Analysis of bioavailable arsenic in rice with whole cell living bioreporter bacteria.
Journal of Agricultural and Food Chemistry
A multiwell plate bioassay was developed using genetically modified bacteria (bioreporter cells) to detect inorganic arsenic extracted from rice. The bacterial cells expressed luciferase upon exposure to arsenite, the activity of which was detected by measurement of cellular bioluminescence. The bioreporter cells detected arsenic in all rice varieties tested, with averages of 0.02-0.15 microg of arsenite equivalent per gram of dry weight and a method detection limit of 6 ng of arsenite per gram of dry rice. This amounted to between approximately 20 and 90% of the total As content reported by chemical methods for the same sample and suggested that a major proportion of arsenic in rice is in the inorganic form.
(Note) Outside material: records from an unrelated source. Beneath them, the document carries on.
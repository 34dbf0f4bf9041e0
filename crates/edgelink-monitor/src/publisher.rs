//! [`MonitorPublisher`] – heartbeat and event publishing.
//!
//! Both handlers check the transport before doing any work:
//!
//! | Transport | Result |
//! |---|---|
//! | not installed | [`GatewayError::TransportUnavailable`] |
//! | installed, not connected | [`GatewayError::TransportDisconnected`] |
//! | connected | encode, then [`MonitorPublisher::publish`] |
//!
//! The pre-checks do not touch metrics.  Once [`MonitorPublisher::publish`]
//! is entered, exactly one of `sent_messages_total` /
//! `sent_message_errors_total` is incremented for the attempt: synchronously
//! when the transport refuses the request, otherwise from the completion.

use std::sync::Arc;

use chrono::Utc;
use edgelink_middleware::{AdapterMetrics, Metric};
use edgelink_types::{GatewayError, HeartbeatSnapshot, LifecycleEvent};
use parking_lot::RwLock;
use tracing::{debug, warn};

use crate::codec::{self, HeartbeatDocument};
use crate::config::MonitorConfig;
use crate::payload::PayloadBuffer;
use crate::transport::{MqttTransport, PublishRequest, Qos};

pub struct MonitorPublisher {
    config: MonitorConfig,
    metrics: Arc<AdapterMetrics>,
    transport: RwLock<Option<Arc<dyn MqttTransport>>>,
    version: String,
}

impl MonitorPublisher {
    pub fn new(config: MonitorConfig, metrics: Arc<AdapterMetrics>) -> Self {
        Self {
            config,
            metrics,
            transport: RwLock::new(None),
            version: env!("CARGO_PKG_VERSION").to_string(),
        }
    }

    pub fn config(&self) -> &MonitorConfig {
        &self.config
    }

    pub fn metrics(&self) -> &Arc<AdapterMetrics> {
        &self.metrics
    }

    /// Install or remove the transport.  Takes effect for the next publish.
    pub fn set_transport(&self, transport: Option<Arc<dyn MqttTransport>>) {
        *self.transport.write() = transport;
    }

    fn transport(&self) -> Option<Arc<dyn MqttTransport>> {
        self.transport.read().clone()
    }

    fn ready_transport(&self) -> Result<Arc<dyn MqttTransport>, GatewayError> {
        let transport = self.transport().ok_or(GatewayError::TransportUnavailable)?;
        if !transport.is_connected() {
            return Err(GatewayError::TransportDisconnected);
        }
        Ok(transport)
    }

    /// Publish `snapshot` as a heartbeat document.  The snapshot is consumed
    /// on every path.
    pub fn handle_nodes_state(&self, snapshot: HeartbeatSnapshot) -> Result<(), GatewayError> {
        self.ready_transport()?;

        let doc = HeartbeatDocument::from_snapshot(
            &self.version,
            Utc::now().timestamp_millis(),
            &snapshot,
        );
        let bytes = codec::encode(&doc).inspect_err(|e| {
            warn!(error = %e, "heartbeat encoding failed");
        })?;
        debug!(nodes = doc.states.len(), "publishing heartbeat");

        self.publish(
            &self.config.heartbeat_topic,
            Qos::AtMostOnce,
            PayloadBuffer::new(bytes, Arc::clone(&self.metrics)),
        )
    }

    /// Publish `event` on its event topic.  The event, including any setting
    /// blob, is consumed on every path.
    pub fn handle_events(&self, event: LifecycleEvent) -> Result<(), GatewayError> {
        self.ready_transport()?;

        let (topic, bytes) = codec::encode_event(&event).inspect_err(|e| {
            warn!(kind = %event.kind(), node = %event.node(), error = %e, "event not published");
        })?;
        let topic = self.config.event_topic(topic);
        debug!(kind = %event.kind(), node = %event.node(), %topic, "publishing event");

        self.publish(
            &topic,
            Qos::AtMostOnce,
            PayloadBuffer::new(bytes, Arc::clone(&self.metrics)),
        )
    }

    /// Hand `payload` to the transport.
    pub fn publish(&self, topic: &str, qos: Qos, payload: PayloadBuffer) -> Result<(), GatewayError> {
        let transport = match self.ready_transport() {
            Ok(transport) => transport,
            Err(e) => return Err(self.fail(topic, e)),
        };

        let metrics = Arc::clone(&self.metrics);
        let completed_topic = topic.to_string();
        let request = PublishRequest {
            topic: topic.to_string(),
            qos,
            payload,
            on_complete: Box::new(move |result, payload| {
                match result {
                    Ok(()) => metrics.increment(Metric::SentMessages),
                    Err(e) => {
                        warn!(topic = %completed_topic, error = %e, "publish failed");
                        metrics.increment(Metric::SentMessageErrors);
                    }
                }
                drop(payload);
            }),
        };

        transport.submit(request).map_err(|rejected| {
            // The request, and with it the payload, is released here.
            self.fail(topic, rejected.reason)
        })
    }

    fn fail(&self, topic: &str, error: GatewayError) -> GatewayError {
        warn!(topic = %topic, ?error, "publish not submitted");
        self.metrics.increment(Metric::SentMessageErrors);
        error
    }
}
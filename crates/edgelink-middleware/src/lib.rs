//! `edgelink-middleware` – adapters and message routing
//!
//! Moves typed messages between the gateway core and its nodes without caring
//! about what the messages mean.
//!
//! # Modules
//!
//! - [`adapter`] – the [`Plugin`] trait implemented by node code, the
//!   [`CoreContext`] back-channel a driver uses to reach the core, and the
//!   [`Adapter`] that binds one node's identity to both through a
//!   [`Capabilities`] table fixed at construction.
//! - [`metrics`] – [`AdapterMetrics`], the per-adapter atomic counters.
//! - [`dispatcher`] – [`Dispatcher`]: adapter registry, point-to-point
//!   command/response delivery, lifecycle event fan-out and heartbeat ticks.

pub mod adapter;
pub mod dispatcher;
pub mod metrics;

pub use adapter::{Adapter, Capabilities, CoreContext, Plugin};
pub use dispatcher::{CORE_NODE, DeliveryReport, Dispatcher};
pub use metrics::{AdapterMetrics, Metric, MetricsSnapshot};
//! The adapter abstraction.
//!
//! The core never calls node code directly.  Each node is wrapped in an
//! [`Adapter`] that carries the node's identity and a [`Capabilities`] table
//! chosen once, at construction, from the node's [`NodeType`]:
//!
//! | Operation | Direction | Driver | App |
//! |---|---|---|---|
//! | [`Adapter::command`] | core → plugin | yes | yes |
//! | [`Adapter::response`] | core → plugin | yes | yes |
//! | [`Adapter::update`] | plugin → core | yes | `CapabilityMismatch` |
//! | [`Adapter::write_response`] | plugin → core | yes | `CapabilityMismatch` |
//!
//! The driver-only operations reach the core through a [`Weak`] handle to a
//! [`CoreContext`]; the adapter never keeps the core alive.

use std::fmt;
use std::sync::{Arc, Weak};

use async_trait::async_trait;
use edgelink_types::{DValue, GatewayError, NodeType, ReqRespData, ReqRespHead, RequestToken};
use tracing::{debug, warn};

use crate::metrics::AdapterMetrics;

// ────────────────────────────────────────────────────────────────────────────
// Seams
// ────────────────────────────────────────────────────────────────────────────

/// Handlers implemented by node code.
///
/// The payload is handed over by value: the plugin owns it from the moment
/// the call starts, whatever the outcome.
#[async_trait]
pub trait Plugin: Send + Sync {
    /// Handle a command or lifecycle event addressed to this node.
    async fn command(&self, head: ReqRespHead, data: ReqRespData) -> Result<(), GatewayError>;

    /// Handle a response to a command this node sent earlier.
    async fn response(&self, head: ReqRespHead, data: ReqRespData) -> Result<(), GatewayError>;
}

/// Core-side sink for data flowing up from drivers.
#[async_trait]
pub trait CoreContext: Send + Sync {
    /// A driver pushed a new value for `group/tag`.
    async fn on_update(
        &self,
        driver: &str,
        group: &str,
        tag: &str,
        value: DValue,
    ) -> Result<(), GatewayError>;

    /// A driver finished the write identified by `token`.
    async fn on_write_response(
        &self,
        driver: &str,
        token: RequestToken,
        result: Result<(), GatewayError>,
    ) -> Result<(), GatewayError>;
}

// ────────────────────────────────────────────────────────────────────────────
// Capabilities
// ────────────────────────────────────────────────────────────────────────────

/// Which operations an adapter may perform beyond `command`/`response`.
pub enum Capabilities {
    /// Southbound driver: may push updates and write results into the core.
    Driver { core: Weak<dyn CoreContext> },
    /// Northbound application: plugin handlers only.
    App,
}

impl Capabilities {
    pub fn for_type(kind: NodeType, core: Weak<dyn CoreContext>) -> Self {
        match kind {
            NodeType::Driver => Capabilities::Driver { core },
            NodeType::App => Capabilities::App,
        }
    }
}

impl fmt::Debug for Capabilities {
    fn fmt(&self, f: &mut fmt::Formatter<'_>) -> fmt::Result {
        match self {
            Capabilities::Driver { .. } => f.write_str("Driver"),
            Capabilities::App => f.write_str("App"),
        }
    }
}

// ────────────────────────────────────────────────────────────────────────────
// Adapter
// ────────────────────────────────────────────────────────────────────────────

/// One node's binding between its plugin and the gateway core.
pub struct Adapter {
    name: String,
    kind: NodeType,
    plugin: Arc<dyn Plugin>,
    capabilities: Capabilities,
    metrics: Arc<AdapterMetrics>,
}

impl Adapter {
    pub fn new(
        name: impl Into<String>,
        kind: NodeType,
        plugin: Arc<dyn Plugin>,
        core: Weak<dyn CoreContext>,
    ) -> Self {
        Self::with_metrics(name, kind, plugin, core, Arc::new(AdapterMetrics::new()))
    }

    /// Like [`Adapter::new`] but sharing an existing metric sink, typically
    /// one the plugin already increments.
    pub fn with_metrics(
        name: impl Into<String>,
        kind: NodeType,
        plugin: Arc<dyn Plugin>,
        core: Weak<dyn CoreContext>,
        metrics: Arc<AdapterMetrics>,
    ) -> Self {
        Self {
            name: name.into(),
            kind,
            plugin,
            capabilities: Capabilities::for_type(kind, core),
            metrics,
        }
    }

    pub fn name(&self) -> &str {
        &self.name
    }

    pub fn kind(&self) -> NodeType {
        self.kind
    }

    pub fn capabilities(&self) -> &Capabilities {
        &self.capabilities
    }

    pub fn metrics(&self) -> &Arc<AdapterMetrics> {
        &self.metrics
    }

    pub async fn command(&self, head: ReqRespHead, data: ReqRespData) -> Result<(), GatewayError> {
        debug!(node = %self.name, kind = %head.kind, sender = %head.sender, "command");
        self.plugin.command(head, data).await
    }

    pub async fn response(&self, head: ReqRespHead, data: ReqRespData) -> Result<(), GatewayError> {
        debug!(node = %self.name, kind = %head.kind, sender = %head.sender, "response");
        self.plugin.response(head, data).await
    }

    /// Push a tag value into the core.  Driver only.
    pub async fn update(&self, group: &str, tag: &str, value: DValue) -> Result<(), GatewayError> {
        let core = self.core("update")?;
        core.on_update(&self.name, group, tag, value).await
    }

    /// Report the outcome of a write.  Driver only.
    pub async fn write_response(
        &self,
        token: RequestToken,
        result: Result<(), GatewayError>,
    ) -> Result<(), GatewayError> {
        let core = self.core("write_response")?;
        core.on_write_response(&self.name, token, result).await
    }

    fn core(&self, operation: &str) -> Result<Arc<dyn CoreContext>, GatewayError> {
        match &self.capabilities {
            Capabilities::Driver { core } => core.upgrade().ok_or(GatewayError::CoreUnavailable),
            Capabilities::App => {
                warn!(node = %self.name, operation, "driver-only operation on app adapter");
                Err(GatewayError::CapabilityMismatch {
                    node: self.name.clone(),
                    operation: operation.to_string(),
                })
            }
        }
    }
}

impl fmt::Debug for Adapter {
    fn fmt(&self, f: &mut fmt::Formatter<'_>) -> fmt::Result {
        f.debug_struct("Adapter")
            .field("name", &self.name)
            .field("kind", &self.kind)
            .field("capabilities", &self.capabilities)
            .finish()
    }
}

#[cfg(test)]
pub(crate) mod tests {
    use super::*;
    use edgelink_types::{NodeCtl, ReqRespType};
    use parking_lot::Mutex;

    /// Plugin that records every call and optionally fails commands.
    #[derive(Default)]
    pub(crate) struct RecordingPlugin {
        pub commands: Mutex<Vec<(ReqRespHead, ReqRespData)>>,
        pub responses: Mutex<Vec<(ReqRespHead, ReqRespData)>>,
        pub fail_commands: bool,
    }

    impl RecordingPlugin {
        pub fn failing() -> Self {
            Self {
                fail_commands: true,
                ..Self::default()
            }
        }

        pub fn command_kinds(&self) -> Vec<ReqRespType> {
            self.commands.lock().iter().map(|(h, _)| h.kind).collect()
        }
    }

    #[async_trait]
    impl Plugin for RecordingPlugin {
        async fn command(&self, head: ReqRespHead, data: ReqRespData) -> Result<(), GatewayError> {
            self.commands.lock().push((head, data));
            if self.fail_commands {
                return Err(GatewayError::Plugin("refused".to_string()));
            }
            Ok(())
        }

        async fn response(&self, head: ReqRespHead, data: ReqRespData) -> Result<(), GatewayError> {
            self.responses.lock().push((head, data));
            Ok(())
        }
    }

    #[derive(Default)]
    struct RecordingCore {
        updates: Mutex<Vec<(String, String, String, DValue)>>,
        writes: Mutex<Vec<(String, RequestToken, Result<(), GatewayError>)>>,
    }

    #[async_trait]
    impl CoreContext for RecordingCore {
        async fn on_update(
            &self,
            driver: &str,
            group: &str,
            tag: &str,
            value: DValue,
        ) -> Result<(), GatewayError> {
            self.updates
                .lock()
                .push((driver.into(), group.into(), tag.into(), value));
            Ok(())
        }

        async fn on_write_response(
            &self,
            driver: &str,
            token: RequestToken,
            result: Result<(), GatewayError>,
        ) -> Result<(), GatewayError> {
            self.writes.lock().push((driver.into(), token, result));
            Ok(())
        }
    }

    fn adapter(kind: NodeType, core: &Arc<RecordingCore>) -> (Adapter, Arc<RecordingPlugin>) {
        let plugin = Arc::new(RecordingPlugin::default());
        let core: Arc<dyn CoreContext> = core.clone();
        let adapter = Adapter::new("node", kind, plugin.clone(), Arc::downgrade(&core));
        (adapter, plugin)
    }

    #[tokio::test]
    async fn command_reaches_plugin() {
        let core = Arc::new(RecordingCore::default());
        let (adapter, plugin) = adapter(NodeType::App, &core);
        let data = ReqRespData::NodeCtl(NodeCtl::Start);
        let head = ReqRespHead::for_data(&data, "core", "node");
        adapter.command(head, data).await.unwrap();
        assert_eq!(plugin.command_kinds(), [ReqRespType::NodeCtl]);
    }

    #[tokio::test]
    async fn driver_update_reaches_core() {
        let core = Arc::new(RecordingCore::default());
        let (adapter, _plugin) = adapter(NodeType::Driver, &core);
        adapter.update("fast", "temp", DValue::Int(21)).await.unwrap();
        adapter
            .write_response(7, Err(GatewayError::Device {
                code: 3,
                message: "busy".into(),
            }))
            .await
            .unwrap();

        let updates = core.updates.lock();
        assert_eq!(updates.len(), 1);
        assert_eq!(updates[0].0, "node");
        assert_eq!(updates[0].3, DValue::Int(21));
        let writes = core.writes.lock();
        assert_eq!(writes[0].1, 7);
        assert!(writes[0].2.is_err());
    }

    #[tokio::test]
    async fn app_cannot_push_updates() {
        let core = Arc::new(RecordingCore::default());
        let (adapter, _plugin) = adapter(NodeType::App, &core);

        let err = adapter.update("g", "t", DValue::Bool(true)).await.unwrap_err();
        assert_eq!(
            err,
            GatewayError::CapabilityMismatch {
                node: "node".into(),
                operation: "update".into(),
            }
        );
        assert!(adapter.write_response(1, Ok(())).await.is_err());
        assert!(core.updates.lock().is_empty());
        assert!(core.writes.lock().is_empty());
    }

    #[tokio::test]
    async fn dropped_core_is_reported() {
        let core = Arc::new(RecordingCore::default());
        let (adapter, _plugin) = adapter(NodeType::Driver, &core);
        drop(core);
        assert_eq!(
            adapter.update("g", "t", DValue::Float(1.5)).await,
            Err(GatewayError::CoreUnavailable)
        );
    }

    #[test]
    fn capability_table_follows_node_type() {
        let core = Arc::new(RecordingCore::default());
        let (driver, _) = adapter(NodeType::Driver, &core);
        let (app, _) = adapter(NodeType::App, &core);
        assert!(matches!(driver.capabilities(), Capabilities::Driver { .. }));
        assert!(matches!(app.capabilities(), Capabilities::App));
    }
}
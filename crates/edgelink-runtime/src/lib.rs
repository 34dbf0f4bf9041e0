//! `edgelink-runtime` – the gateway core
//!
//! Ties the status tracker and the dispatcher together into one running
//! gateway.
//!
//! # Modules
//!
//! - [`gateway`] – [`Gateway`][gateway::Gateway]: node lifecycle
//!   (add/delete/control/setting), driver group bookkeeping, the latest-value
//!   tag cache, write-token routing and the periodic heartbeat.  It is the
//!   [`CoreContext`][edgelink_middleware::CoreContext] every driver adapter
//!   reports into.
//! - [`telemetry`] – [`init_tracing`][telemetry::init_tracing]:
//!   initialises the global `tracing` subscriber with an optional OTLP span
//!   exporter.  Set `OTEL_EXPORTER_OTLP_ENDPOINT` to enable trace export.

pub mod gateway;
pub mod telemetry;

pub use gateway::Gateway;
pub use telemetry::{LogFormat, TracerProviderGuard, init_tracing};

// Re-exported so embedders can build nodes without depending on the lower
// crates directly.
pub use edgelink_kernel::NodeStatusTracker;
pub use edgelink_middleware::{Adapter, AdapterMetrics, CORE_NODE, Dispatcher, Plugin};
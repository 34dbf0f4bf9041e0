//! `edgelinkd` – EdgeLink gateway daemon
//!
//! This binary wires the gateway core together and keeps it running:
//!
//! 1. Loads `~/.edgelink/config.toml` (or `EDGELINK_CONFIG`), writing the
//!    defaults on first run.
//! 2. Registers the **monitor** app node and subscribes it to heartbeats and
//!    lifecycle events.
//! 3. Connects the monitor to the MQTT broker and starts the heartbeat.
//! 4. Intercepts **Ctrl-C**, stops both and exits.

mod config;

use std::sync::Arc;

use colored::Colorize;
use edgelink_middleware::AdapterMetrics;
use edgelink_monitor::{MonitorPlugin, MonitorPublisher, MqttTransport, PLUGIN_NAME, RumqttTransport};
use edgelink_runtime::{Gateway, init_tracing};
use edgelink_types::NodeType;
use tokio_util::sync::CancellationToken;
use tracing::{error, info, warn};

fn main() {
    // ── Structured logging ────────────────────────────────────────────────
    // RUST_LOG filters (default "info"); EDGELINK_LOG_FORMAT=json switches to
    // newline-delimited JSON; OTEL_EXPORTER_OTLP_ENDPOINT enables span export.
    // Installed before the runtime starts.
    let telemetry = init_tracing("edgelinkd");

    print_banner();

    let runtime = match tokio::runtime::Runtime::new() {
        Ok(runtime) => runtime,
        Err(e) => {
            error!(error = %e, "failed to start the async runtime");
            std::process::exit(1);
        }
    };
    let code = runtime.block_on(run());
    // Runtime first, then the span exporter.
    drop(runtime);
    drop(telemetry);
    if code != 0 {
        std::process::exit(code);
    }
}

async fn run() -> i32 {
    // ── Configuration ─────────────────────────────────────────────────────
    let cfg = match config::load() {
        Ok(Some(cfg)) => {
            println!(
                "  Config loaded from {}",
                config::config_path().display().to_string().bold()
            );
            cfg
        }
        Ok(None) => {
            let mut cfg = config::Config::default();
            match config::save(&cfg) {
                Ok(()) => println!(
                    "  Default config written to {}",
                    config::config_path().display().to_string().bold()
                ),
                Err(e) => warn!(error = %e, "could not write default config"),
            }
            config::apply_env_overrides(&mut cfg);
            cfg
        }
        Err(e) => {
            println!("{}: {}", "Config error".red(), e);
            println!("  Using default configuration.");
            let mut cfg = config::Config::default();
            config::apply_env_overrides(&mut cfg);
            cfg
        }
    };

    // ── Gateway and monitor node ──────────────────────────────────────────
    let gateway = Gateway::new();
    let cancel = CancellationToken::new();

    let metrics = Arc::new(AdapterMetrics::new());
    let publisher = Arc::new(MonitorPublisher::new(
        cfg.monitor.clone(),
        Arc::clone(&metrics),
    ));
    let transport: Arc<dyn MqttTransport> =
        RumqttTransport::spawn(&cfg.monitor, cancel.child_token());
    publisher.set_transport(Some(transport));

    if let Err(e) = gateway
        .add_node_with_metrics(
            &cfg.monitor_node,
            PLUGIN_NAME,
            NodeType::App,
            Arc::new(MonitorPlugin::new(Arc::clone(&publisher))),
            Arc::clone(&metrics),
        )
        .await
    {
        error!(node = %cfg.monitor_node, error = %e, "failed to register monitor node");
        cancel.cancel();
        return 1;
    }
    if let Err(e) = gateway.dispatcher().subscribe(&cfg.monitor_node) {
        error!(node = %cfg.monitor_node, error = %e, "failed to subscribe monitor node");
        cancel.cancel();
        return 1;
    }

    println!(
        "  Monitor {} → mqtt://{}:{} (heartbeat every {} ms)",
        cfg.monitor_node.bold(),
        cfg.monitor.host,
        cfg.monitor.port,
        cfg.heartbeat_interval_ms
    );
    println!("  Press {} to stop.\n", "Ctrl-C".bold().cyan());

    // ── Heartbeat ─────────────────────────────────────────────────────────
    let heartbeat = tokio::spawn(
        Arc::clone(&gateway).run_heartbeat(cfg.heartbeat_interval(), cancel.child_token()),
    );

    // ── Ctrl-C ────────────────────────────────────────────────────────────
    if let Err(e) = tokio::signal::ctrl_c().await {
        warn!(error = %e, "failed to listen for Ctrl-C; shutting down");
    }
    println!();
    println!("{}", "⚠  Ctrl-C received – shutting down …".yellow().bold());

    cancel.cancel();
    if let Err(e) = heartbeat.await {
        warn!(error = %e, "heartbeat task ended abnormally");
    }

    let sent = metrics.snapshot();
    info!(
        sent = sent.sent_messages_total,
        errors = sent.sent_message_errors_total,
        "monitor stopped"
    );
    println!("{}", "  ✓ Exiting EdgeLink.".green());
    0
}

fn print_banner() {
    let banner = r#"
  ███████╗██████╗  ██████╗ ███████╗██╗     ██╗███╗   ██╗██╗  ██╗
  ██╔════╝██╔══██╗██╔════╝ ██╔════╝██║     ██║████╗  ██║██║ ██╔╝
  █████╗  ██║  ██║██║  ███╗█████╗  ██║     ██║██╔██╗ ██║█████╔╝
  ██╔══╝  ██║  ██║██║   ██║██╔══╝  ██║     ██║██║╚██╗██║██╔═██╗
  ███████╗██████╔╝╚██████╔╝███████╗███████╗██║██║ ╚████║██║  ██╗
  ╚══════╝╚═════╝  ╚═════╝ ╚══════╝╚══════╝╚═╝╚═╝  ╚═══╝╚═╝  ╚═╝
"#;
    println!("{}", banner.bold().cyan());
    println!(
        "  {}  {}\n",
        "Industrial edge gateway".bold(),
        concat!("v", env!("CARGO_PKG_VERSION")).dimmed()
    );
}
Calibrations of the bioassay with pure inorganic and organic arsenic forms showed that the bacterial cells react to arsenite with highest affinity, followed by arsenate (with 25% response relative to an equivalent arsenite concentration) and trimethylarsine oxide (at 10% relative response). A method for biocompatible arsenic extraction was elaborated, which most optimally consisted of (i) grinding rice to powder, (ii) mixing with an aqueous solution containing pancreatic enzymes, (iii) mechanical shearing, (iv) extraction in mild acid conditions and moderate heat, and (v) centrifugation and pH neutralization. Detection of mainly inorganic arsenic by the bacterial cells may have important advantages for toxicity assessment of rice consumption and would form a good complement to total chemical arsenic determination.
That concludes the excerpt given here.